Últimamente, las noticias financieras
han estado dominadas por crónicas de Grecia y de otros países
de la periferia europea. Y con razón.
Pero me ha inquietado la información
que se centra casi exclusivamente en las deudas y en los déficit
europeos, con lo que da la impresión de que todo se reduce
al derroche gubernamental (lo cual le da la razón a
nuestros halcones del déficit, que quieren recortar drásticamente
el gasto a pesar de enfrentarnos a un paro masivo y ponen a
Grecia como ejemplo de lo que pasará si no lo hacemos).
Pero la verdad es que la falta de
disciplina fiscal no es la única, ni la principal, fuente
de problemas de Europa, ni siquiera en Grecia, cuyo
Gobierno, efectivamente, sí ha sido irresponsable (y ocultó
su irresponsabilidad con contabilidad creativa).
No, la verdadera historia que está
detrás del eurocaos no se basa en el despilfarro de los políticos,
sino en la arrogancia de las élites; concretamente, las élites
políticas que instaron a Europa a adoptar una moneda única
mucho antes de que el continente estuviera preparado para un
experimento de este tipo.
Fijémonos en el caso de España, que
en vísperas de la crisis parecía ser un ciudadano fiscal
modelo. Sus deudas eran bajas: un 43% del PIB en 2007, en
comparación con el 66% de Alemania. Tenía superávit
presupuestario. Y su regulación bancaria era ejemplar.
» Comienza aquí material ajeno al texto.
//! Lomb-Scargle periodogram for unevenly sampled light curves.
//!
//! ## Purpose
//!
//! Stellar rotation shows up as a quasi-sinusoidal modulation. The rotation
//! period is estimated as the period of the strongest Lomb-Scargle peak on a
//! fixed frequency grid.
//!
//! ## Design notes
//!
//! * **Model**: Floating-mean sinusoid (generalised Lomb-Scargle), so the
//!   data need not be centred beforehand.
//! * **Normalization**: "standard", i.e. `1 - chi2_model / chi2_constant`,
//!   which lies in [0, 1].
//! * **Trigonometry**: On a uniform grid the phases of each sample advance by
//!   a fixed rotation per step, so sines and cosines are updated by complex
//!   multiplication and re-anchored periodically to bound rounding drift.

// External dependencies
use core::f64::consts::TAU;
use serde::{Deserialize, Serialize};
use tracing::debug;

// Internal dependencies
use crate::primitives::errors::DetrendError;

// Steps between exact re-evaluations of the trigonometric recurrence.
const RESYNC_INTERVAL: usize = 1024;

/// Uniform frequency grid `min, min + step, ...` below `max`.
#[derive(Debug, Clone, Copy, PartialEq, Serialize, Deserialize)]
pub struct FrequencyGrid {
    pub min: f64,
    pub step: f64,
    pub count: usize,
}

impl FrequencyGrid {
    /// Frequencies from `min` up to, but excluding, `max`.
    pub fn range(min: f64, max: f64, step: f64) -> Result<Self, DetrendError> {
        if !(min.is_finite() && max.is_finite() && step.is_finite()) {
            return Err(DetrendError::InvalidFrequencyGrid(format!(
                "non-finite bounds: min={min}, max={max}, step={step}"
            )));
        }
        if min <= 0.0 || step <= 0.0 || max <= min {
            return Err(DetrendError::InvalidFrequencyGrid(format!(
                "need 0 < min < max and step > 0, got min={min}, max={max}, step={step}"
            )));
        }
        let count = ((max - min) / step).ceil() as usize;
        Ok(Self { min, step, count })
    }

    #[inline]
    pub fn frequency(&self, k: usize) -> f64 {
        self.min + self.step * k as f64
    }

    pub fn frequencies(&self) -> impl Iterator<Item = f64> + '_ {
        (0..self.count).map(|k| self.frequency(k))
    }

    pub fn len(&self) -> usize {
        self.count
    }

    pub fn is_empty(&self) -> bool {
        self.count == 0
    }
}

impl Default for FrequencyGrid {
    /// 0.04 to 4.1 cycles per day in steps of 1e-5.
    fn default() -> Self {
        let (min, max, step) = (0.04, 4.1, 1e-5);
        Self {
            min,
            step,
            count: ((max - min) / step).ceil() as usize,
        }
    }
}

/// Periodogram power on a frequency grid.
#[derive(Debug, Clone, PartialEq, Serialize, Deserialize)]
pub struct LombScargleResult {
    pub grid: FrequencyGrid,
    pub power: Vec<f64>,
}

impl LombScargleResult {
    /// Index of the highest power (first one on ties).
    pub fn peak_index(&self) -> Option<usize> {
        let mut best: Option<usize> = None;
        for (i, &p) in self.power.iter().enumerate() {
            if best.is_none_or(|b| p > self.power[b]) {
                best = Some(i);
            }
        }
        best
    }

    pub fn best_frequency(&self) -> Option<f64> {
        self.peak_index().map(|i| self.grid.frequency(i))
    }

    /// Period of the strongest peak, `1 / f_peak`.
    pub fn best_period(&self) -> Option<f64> {
        self.best_frequency().map(|f| 1.0 / f)
    }
}

/// Lomb-Scargle model over one light curve.
#[derive(Debug, Clone)]
pub struct LombScargle<'a> {
    time: &'a [f64],
    flux: &'a [f64],
}

impl<'a> LombScargle<'a> {
    pub fn new(time: &'a [f64], flux: &'a [f64]) -> Result<Self, DetrendError> {
        if time.len() != flux.len() {
            return Err(DetrendError::MismatchedInputs {
                x_len: time.len(),
                y_len: flux.len(),
            });
        }
        if time.len() < 3 {
            return Err(DetrendError::TooFewPoints { got: time.len(), min: 3 });
        }
        if let Some(i) = time.iter().zip(flux).position(|(t, f)| !t.is_finite() || !f.is_finite()) {
            return Err(DetrendError::InvalidNumericValue(format!(
                "time[{i}]={}, flux[{i}]={}",
                time[i], flux[i]
            )));
        }
        Ok(Self { time, flux })
    }

    /// Standard-normalised power at every grid frequency.
    pub fn power(&self, grid: &FrequencyGrid) -> LombScargleResult {
        debug!(frequencies = grid.len(), points = self.time.len(), "Lomb-Scargle grid");

        let n = self.time.len();
        let inv_n = 1.0 / n as f64;
        let t0 = self.time[0];
        let mean = self.flux.iter().sum::<f64>() * inv_n;
        let y: Vec<f64> = self.flux.iter().map(|f| f - mean).collect();
        let yy = y.iter().map(|v| v * v).sum::<f64>() * inv_n;

        if yy <= 0.0 {
            return LombScargleResult {
                grid: *grid,
                power: vec![0.0; grid.len()],
            };
        }

        let dt: Vec<f64> = self.time.iter().map(|t| t - t0).collect();
        let mut cos_t = vec![0.0; n];
        let mut sin_t = vec![0.0; n];
        let rot: Vec<(f64, f64)> = dt
            .iter()
            .map(|&d| {
                let a = TAU * grid.step * d;
                (a.cos(), a.sin())
            })
            .collect();

        let mut power = Vec::with_capacity(grid.len());
        for k in 0..grid.len() {
            if k % RESYNC_INTERVAL == 0 {
                let omega = TAU * grid.frequency(k);
                for i in 0..n {
                    let (s, c) = (omega * dt[i]).sin_cos();
                    cos_t[i] = c;
                    sin_t[i] = s;
                }
            } else {
                for i in 0..n {
                    let (rc, rs) = rot[i];
                    let c = cos_t[i] * rc - sin_t[i] * rs;
                    let s = sin_t[i] * rc + cos_t[i] * rs;
                    cos_t[i] = c;
                    sin_t[i] = s;
                }
            }
            power.push(floating_mean_power(&y, &cos_t, &sin_t, yy, inv_n));
        }

        LombScargleResult { grid: *grid, power }
    }
}

// Generalised Lomb-Scargle power for centred data at one frequency.
fn floating_mean_power(y: &[f64], cos_t: &[f64], sin_t: &[f64], yy: f64, inv_n: f64) -> f64 {
    let (mut c, mut s) = (0.0, 0.0);
    let (mut yc, mut ys) = (0.0, 0.0);
    let (mut cc, mut ss, mut cs) = (0.0, 0.0, 0.0);

    for i in 0..y.len() {
        let (ci, si, yi) = (cos_t[i], sin_t[i], y[i]);
        c += ci;
        s += si;
        yc += yi * ci;
        ys += yi * si;
        cc += ci * ci;
        ss += si * si;
        cs += ci * si;
    }

    let (c, s) = (c * inv_n, s * inv_n);
    let yc = yc * inv_n;
    let ys = ys * inv_n;
    let cc = cc * inv_n - c * c;
    let ss = ss * inv_n - s * s;
    let cs = cs * inv_n - c * s;

    let d = cc * ss - cs * cs;
    if d <= 1e-15 {
        return 0.0;
    }
    (ss * yc * yc + cc * ys * ys - 2.0 * cs * yc * ys) / (yy * d)
}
Pero con su clima cálido y sus playas,
España era también la Florida de Europa y, al igual que
Florida, experimentó un enorme auge inmobiliario. La
financiación de este boom provenía principalmente del
extranjero: hubo entradas gigantescas de capital procedentes
del resto de Europa, en especial de Alemania.
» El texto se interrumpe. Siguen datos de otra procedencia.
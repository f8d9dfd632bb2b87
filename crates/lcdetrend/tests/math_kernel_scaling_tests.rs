#![cfg(feature = "dev")]
//! Tests for kernels, robust scale estimates and quadratic interpolation.
//!
//! ## Test Organization
//!
//! 1. **Kernels** - Values, support, symmetry
//! 2. **Scale Estimates** - MAR, MAD, medians, NaN-aware summaries
//! 3. **Quadratic Interpolation** - Exactness, extrapolation, repeated knots, errors

use approx::assert_relative_eq;

use lcdetrend::internals::math::interpolate::{QuadraticInterpolator, merge_repeated_knots};
use lcdetrend::internals::math::kernel::WeightFunction;
use lcdetrend::internals::math::scaling::{
    ScalingMethod, median, median_absolute_deviation, median_cadence, nan_mean, nan_std,
};
use lcdetrend::internals::primitives::errors::DetrendError;

const ALL_KERNELS: [WeightFunction; 5] = [
    WeightFunction::Tricube,
    WeightFunction::Biweight,
    WeightFunction::Epanechnikov,
    WeightFunction::Triangle,
    WeightFunction::Uniform,
];

// ============================================================================
// Kernel Tests
// ============================================================================

/// Test kernel values at the centre and halfway out.
#[test]
fn test_kernel_values() {
    assert_relative_eq!(WeightFunction::Tricube.compute_weight(0.5f64), (1.0f64 - 0.125).powi(3));
    assert_relative_eq!(WeightFunction::Biweight.compute_weight(0.5f64), 0.5625);
    assert_relative_eq!(WeightFunction::Epanechnikov.compute_weight(0.5f64), 0.75);
    assert_relative_eq!(WeightFunction::Triangle.compute_weight(0.5f64), 0.5);
    assert_relative_eq!(WeightFunction::Uniform.compute_weight(0.5f64), 1.0);

    for k in ALL_KERNELS {
        assert_relative_eq!(k.compute_weight(0.0f64), 1.0);
    }
}

/// Test that every kernel is symmetric and vanishes outside [-1, 1].
#[test]
fn test_kernel_support_and_symmetry() {
    for k in ALL_KERNELS {
        for &u in &[0.1f64, 0.3, 0.7, 0.95] {
            assert_relative_eq!(k.compute_weight(u), k.compute_weight(-u));
            assert!(k.compute_weight(u) >= 0.0);
        }
        assert_eq!(k.compute_weight(1.0f64), 0.0, "{} at 1", k.name());
        assert_eq!(k.compute_weight(-1.5f64), 0.0, "{} at -1.5", k.name());
    }
}

/// Test the default kernel.
#[test]
fn test_kernel_default() {
    assert_eq!(WeightFunction::default(), WeightFunction::Tricube);
    assert_eq!(WeightFunction::default().name(), "Tricube");
}

// ============================================================================
// Scale Estimate Tests
// ============================================================================

/// Test MAD on even and odd lengths.
#[test]
fn test_mad_even_and_odd() {
    let mut even = vec![1.0f64, 2.0, 3.0, 4.0];
    assert_relative_eq!(ScalingMethod::MAD.compute(&mut even), 1.0, epsilon = 1e-12);

    let mut odd = vec![1.0f64, 2.0, 3.0];
    assert_relative_eq!(ScalingMethod::MAD.compute(&mut odd), 1.0, epsilon = 1e-12);
}

/// Test MAR ignores the sign of residuals.
#[test]
fn test_mar_absolute_residuals() {
    let mut vals = vec![-3.0f64, 1.0, 2.0];
    assert_relative_eq!(ScalingMethod::MAR.compute(&mut vals), 2.0);
    assert_eq!(ScalingMethod::default(), ScalingMethod::MAR);

    let mut empty: Vec<f64> = Vec::new();
    assert_eq!(ScalingMethod::MAR.compute(&mut empty), 0.0);
}

/// Test median helpers skip non-finite values.
#[test]
fn test_median_helpers() {
    assert_eq!(median(&[3.0, f64::NAN, 1.0, 2.0]), Some(2.0));
    assert_eq!(median(&[4.0, 1.0, 3.0, 2.0]), Some(2.5));
    assert_eq!(median::<f64>(&[f64::NAN]), None);

    assert_relative_eq!(median_absolute_deviation(&[1.0, 2.0, 3.0, 100.0]).unwrap(), 1.0);
}

/// Test the median cadence of a light curve with a gap.
#[test]
fn test_median_cadence() {
    let mut time: Vec<f64> = (0..50).map(|i| i as f64 * 0.02).collect();
    time.push(5.0);
    assert_relative_eq!(median_cadence(&time).unwrap(), 0.02, epsilon = 1e-12);
    assert_eq!(median_cadence(&[1.0]), None);
}

/// Test NaN-aware mean and population standard deviation.
#[test]
fn test_nan_mean_and_std() {
    let data = [2.0, 4.0, f64::NAN, 4.0, 4.0, 5.0, 5.0, 7.0, 9.0];
    assert_relative_eq!(nan_mean(&data).unwrap(), 5.0);
    assert_relative_eq!(nan_std(&data).unwrap(), 2.0);
    assert_eq!(nan_std::<f64>(&[]), None);
}

// ============================================================================
// Quadratic Interpolation Tests
// ============================================================================

/// Test that a parabola is reproduced between and beyond the knots.
#[test]
fn test_quadratic_reproduces_parabola() {
    let x = [0.0, 1.0, 2.5, 4.0, 7.0];
    let y: Vec<f64> = x.iter().map(|v| 2.0 * v * v - v + 1.0).collect();
    let interp = QuadraticInterpolator::new(&x, &y).unwrap();

    for &q in &[0.5, 1.7, 3.0, 5.5, -1.0, 8.0] {
        assert_relative_eq!(interp.eval(q), 2.0 * q * q - q + 1.0, epsilon = 1e-9);
    }
    assert_eq!(interp.eval(2.5), y[2]);
}

/// Test the two-knot linear fallback.
#[test]
fn test_quadratic_two_knots_linear() {
    let interp = QuadraticInterpolator::new(&[0.0, 2.0], &[1.0, 3.0]).unwrap();
    assert_relative_eq!(interp.eval(1.0), 2.0);
    assert_eq!(interp.eval(0.0), 1.0);
    assert_eq!(interp.eval(2.0), 3.0);
}

/// Test that repeated time stamps collapse to one knot at their mean value.
#[test]
fn test_merge_repeated_knots() {
    let x = [0.0, 1.0, 1.0, 1.0, 2.0, 3.0, 3.0];
    let y = [0.0, 1.0, 2.0, 6.0, 4.0, 5.0, 7.0];
    let (xs, ys) = merge_repeated_knots(&x, &y);

    assert_eq!(xs, vec![0.0, 1.0, 2.0, 3.0]);
    assert_relative_eq!(ys[1], 3.0);
    assert_relative_eq!(ys[3], 6.0);
    assert_eq!((ys[0], ys[2]), (0.0, 4.0));
    assert!(QuadraticInterpolator::new(&xs, &ys).is_ok());

    let (xs, ys) = merge_repeated_knots(&[0.5, 1.5], &[1.0, 2.0]);
    assert_eq!((xs, ys), (vec![0.5, 1.5], vec![1.0, 2.0]));
}

/// Test knot validation.
#[test]
fn test_quadratic_errors() {
    assert_eq!(
        QuadraticInterpolator::new(&[0.0], &[1.0]).unwrap_err(),
        DetrendError::TooFewPoints { got: 1, min: 2 }
    );
    assert!(matches!(
        QuadraticInterpolator::new(&[0.0, 1.0, 1.0], &[1.0, 2.0, 3.0]),
        Err(DetrendError::InvalidInput(_))
    ));
    assert!(matches!(
        QuadraticInterpolator::new(&[0.0, 1.0], &[1.0]),
        Err(DetrendError::MismatchedInputs { .. })
    ));
}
La consecuencia fue un crecimiento rápido
combinado con una inflación significativa: entre 2000 y
2008, los precios de bienes y servicios producidos en España
aumentaron un 35%, en comparación con un incremento de sólo
un 10% en Alemania. Debido a la subida de los costes, las
exportaciones españolas fueron perdiendo competitividad,
pero la creación de empleo siguió siendo fuerte gracias al
boom inmobiliario.
Y entonces estalló la burbuja. El paro
en España experimentó un drástico repunte, y el
presupuesto incurrió en un profundo déficit. Pero la
avalancha de números rojos –que estuvo provocada en parte
por la forma en que la depresión redujo los ingresos y en
parte por el gasto de emergencia para limitar los costes
humanos de la depresión– fue una consecuencia, no la
causa, de los problemas de España.
Y no hay mucho que el Gobierno español
pueda hacer para mejorar las cosas. El principal problema
económico del país es que los costes y los precios se han
desmarcado de los del resto de Europa. Si España siguiera
teniendo su antigua moneda, la peseta, podría remediar rápidamente
el problema con una devaluación (por ejemplo, reduciendo el
valor de la peseta un 20% con respecto a otras divisas
europeas). Pero España ya no tiene su propio dinero, lo que
implica que sólo puede recuperar su competitividad mediante
un lento y doloroso proceso de deflación.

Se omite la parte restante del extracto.